韓米合同軍事演習「キー・リゾルブ」に対する北朝鮮の反発が激しい。
北朝鮮は6日、韓国民間機に対する脅威を皮切りに、総参謀部報道官声明、最高司令部声明、軍通信および開城(ケソン)工業団地の出入り一時遮断の順に、強硬対応のレベルを高めている。
これを内部結束と対米・対南圧迫のための北朝鮮特有の「瀬戸際戦術」とする見方が多い。
北朝鮮が、韓半島の緊張を高めるなら、韓米軍事演習に対し、武力演習で対応しなければならない。北朝鮮は90年代には、実際、韓米合同演習に大規模機動演習で対抗した。それに比べ、現在の北朝鮮の対応は、脅迫と手軽な遮断措置にとどまっている。
韓国軍関係者は10日、「北朝鮮軍は、対外的には多角的な緊張高揚戦術を展開しているが、内部的には異常なほど静かだ」と語った。北朝鮮軍は、昨年12月からこれまで、冬季軍事演習をしているにもかかわらず、大規模な部隊移動や機甲部隊演習、飛行演習などは、ほとんど行なっていないという。
これは、燃料難、食糧難で、機動演習を行う能力がないほど、無力な北朝鮮軍の現状を如実に現わしている。
05年、レオン・ラポート在韓米軍司令官(当時)は、「北朝鮮軍のパイロットの1年間の訓練量は、12〜15時間で、韓国軍の1ヵ月の訓練量にもおよばない」と証言した。北朝鮮エネルギー専門家の米ノーチラス研究所のデビッド・ヒッペル研究員も、「05年、北朝鮮機甲部隊の燃料使用量は、わずか3000トンで、90年の6万3000トンに比べ、21分の1に減った」と分析した。

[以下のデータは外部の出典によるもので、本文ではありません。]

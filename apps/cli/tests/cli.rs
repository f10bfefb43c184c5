use std::fs;
use std::path::Path;

use assert_cmd::Command;
use predicates::prelude::*;
use predicates::str::contains;
use serde_json::Value;
use tempfile::TempDir;

const MARKDOWN_FILE: &str = "github_discussion_analysis.md";
const JSON_FILE: &str = "analysis_data.json";
const TOPICS: [&str; 3] = ["Valdi", "React 19", "n8n"];

/// Command running in `dir` with an isolated HOME so no user config leaks in.
fn cmd(dir: &Path) -> Command {
    let mut cmd = Command::cargo_bin("ghdiscuss").unwrap();
    cmd.current_dir(dir)
        .env("HOME", dir)
        .env_remove("GHDISCUSS_REPORT_DATE")
        .env_remove("RUST_LOG");
    cmd
}

fn read_json(path: &Path) -> Value {
    serde_json::from_str(&fs::read_to_string(path).expect("read json")).expect("valid json")
}

#[test]
fn no_arguments_writes_both_files_in_working_dir() {
    let tmp = TempDir::new().unwrap();

    cmd(tmp.path())
        .assert()
        .success()
        .stdout(contains("# GitHub 토론 분석 리포트"))
        .stdout(contains("Report generated!"));

    assert!(tmp.path().join(MARKDOWN_FILE).is_file());
    assert!(tmp.path().join(JSON_FILE).is_file());
}

#[test]
fn json_is_byte_identical_across_runs() {
    let tmp = TempDir::new().unwrap();
    let json_path = tmp.path().join(JSON_FILE);

    cmd(tmp.path()).args(["--quiet", "--date", "2026-10-19"]).assert().success();
    let first = fs::read(&json_path).unwrap();

    cmd(tmp.path()).args(["--quiet", "--date", "2026-10-19"]).assert().success();
    let second = fs::read(&json_path).unwrap();

    assert_eq!(first, second);
}

#[test]
fn every_json_topic_has_four_categories() {
    let tmp = TempDir::new().unwrap();
    cmd(tmp.path()).arg("--quiet").assert().success();

    let data = read_json(&tmp.path().join(JSON_FILE));
    for topic in data["topics"].as_array().unwrap() {
        let categories = topic["categories"].as_object().unwrap();
        let mut keys: Vec<&str> = categories.keys().map(String::as_str).collect();
        keys.sort_unstable();
        assert_eq!(keys, ["architecture", "data_flow", "documentation", "problem_definition"]);
        assert!(categories.values().all(|c| !c.as_array().unwrap().is_empty()));
    }
}

#[test]
fn outputs_reference_exactly_the_fixed_topics() {
    let tmp = TempDir::new().unwrap();
    cmd(tmp.path()).arg("--quiet").assert().success();

    let data = read_json(&tmp.path().join(JSON_FILE));
    let names: Vec<&str> = data["topics"]
        .as_array()
        .unwrap()
        .iter()
        .map(|t| t["name"].as_str().unwrap())
        .collect();
    assert_eq!(names, TOPICS);

    let markdown = fs::read_to_string(tmp.path().join(MARKDOWN_FILE)).unwrap();
    let headings: Vec<&str> = markdown.lines().filter(|l| l.starts_with("## ")).collect();
    assert_eq!(headings.len(), TOPICS.len());
    for (heading, name) in headings.iter().zip(TOPICS) {
        assert!(heading.ends_with(name), "{heading} should name {name}");
    }
    assert!(markdown.contains("> 분석 대상: Valdi, React 19, n8n\n"));
}

#[test]
fn date_flag_and_env_pin_report_date() {
    let tmp = TempDir::new().unwrap();

    cmd(tmp.path()).args(["--quiet", "--date", "2025-11-03"]).assert().success();
    let data = read_json(&tmp.path().join(JSON_FILE));
    assert_eq!(data["report_date"], "2025년 11월 03일");

    cmd(tmp.path())
        .arg("--quiet")
        .env("GHDISCUSS_REPORT_DATE", "2024-02-29")
        .assert()
        .success();
    let data = read_json(&tmp.path().join(JSON_FILE));
    assert_eq!(data["report_date"], "2024년 02월 29일");
}

#[test]
fn quiet_suppresses_report_echo() {
    let tmp = TempDir::new().unwrap();
    cmd(tmp.path())
        .arg("--quiet")
        .assert()
        .success()
        .stdout(contains("Report generated!"))
        .stdout(contains("### #문제정의").not());
}

#[test]
fn out_dir_flag_redirects_output() {
    let tmp = TempDir::new().unwrap();
    cmd(tmp.path()).args(["--quiet", "--out-dir", "reports"]).assert().success();

    assert!(tmp.path().join("reports").join(MARKDOWN_FILE).is_file());
    assert!(tmp.path().join("reports").join(JSON_FILE).is_file());
    assert!(!tmp.path().join(JSON_FILE).exists());
}

#[test]
fn local_config_file_is_honored() {
    let tmp = TempDir::new().unwrap();
    fs::write(
        tmp.path().join("ghdiscuss.toml"),
        r#"
[output]
json_file = "data.json"

[report]
title = "Weekly Digest"
date_format = "%Y-%m-%d"
echo_markdown = false
"#,
    )
    .unwrap();

    cmd(tmp.path())
        .args(["--date", "2026-01-05"])
        .assert()
        .success()
        .stdout(contains("# Weekly Digest").not());

    let data = read_json(&tmp.path().join("data.json"));
    assert_eq!(data["title"], "Weekly Digest");
    assert_eq!(data["report_date"], "2026-01-05");

    let markdown = fs::read_to_string(tmp.path().join(MARKDOWN_FILE)).unwrap();
    assert!(markdown.starts_with("# Weekly Digest\n"));
}

#[test]
fn invalid_config_fails() {
    let tmp = TempDir::new().unwrap();
    fs::write(
        tmp.path().join("ghdiscuss.toml"),
        "[output]\nmarkdown_file = \"same\"\njson_file = \"same\"\n",
    )
    .unwrap();

    cmd(tmp.path())
        .assert()
        .failure()
        .stderr(contains("must differ"));
    assert!(!tmp.path().join("same").exists());
}

#[test]
fn unwritable_output_dir_exits_nonzero() {
    let tmp = TempDir::new().unwrap();
    fs::write(tmp.path().join("blocker"), "not a directory").unwrap();

    cmd(tmp.path())
        .args(["--quiet", "--out-dir", "blocker"])
        .assert()
        .failure()
        .stderr(contains("blocker"));
}

#[test]
fn missing_explicit_config_fails() {
    let tmp = TempDir::new().unwrap();
    cmd(tmp.path())
        .args(["--config", "nope.toml"])
        .assert()
        .failure()
        .stderr(contains("config file not found"));
}

#[test]
fn time_of_day_date_format_is_a_config_error() {
    let tmp = TempDir::new().unwrap();
    fs::write(
        tmp.path().join("ghdiscuss.toml"),
        "[report]\ndate_format = \"%Y-%m-%d %H:%M\"\n",
    )
    .unwrap();

    cmd(tmp.path())
        .args(["--quiet", "--date", "2026-03-07"])
        .assert()
        .failure()
        .stderr(contains("date_format"))
        .stderr(contains("panicked").not());

    assert!(!tmp.path().join(JSON_FILE).exists());
    assert!(!tmp.path().join(MARKDOWN_FILE).exists());
}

北朝鮮戦闘機の頻繁な出撃を誘導し、保有燃料を消尽させるという内容が盛り込まれた「作戦計画5030」が、05年に国会で論議になった。今の北朝鮮軍は、いつでも平壌(ピョンヤン)を攻撃できる8隻のイージス艦と数十機の最新戦闘機に対抗し、哨戒飛行すら実施するのが難しい状況だ。通常戦力を挽回するために執着してきた核兵器は、まともな運搬体すらない。
「0.001ミリでも侵犯すれば、百倍千倍の報復打撃を加える」など、あらゆる強硬レトリックを動員した北朝鮮の神経質的な反発には、このような不安と焦燥、無気力と弱者の虚勢などが複合的に現われている。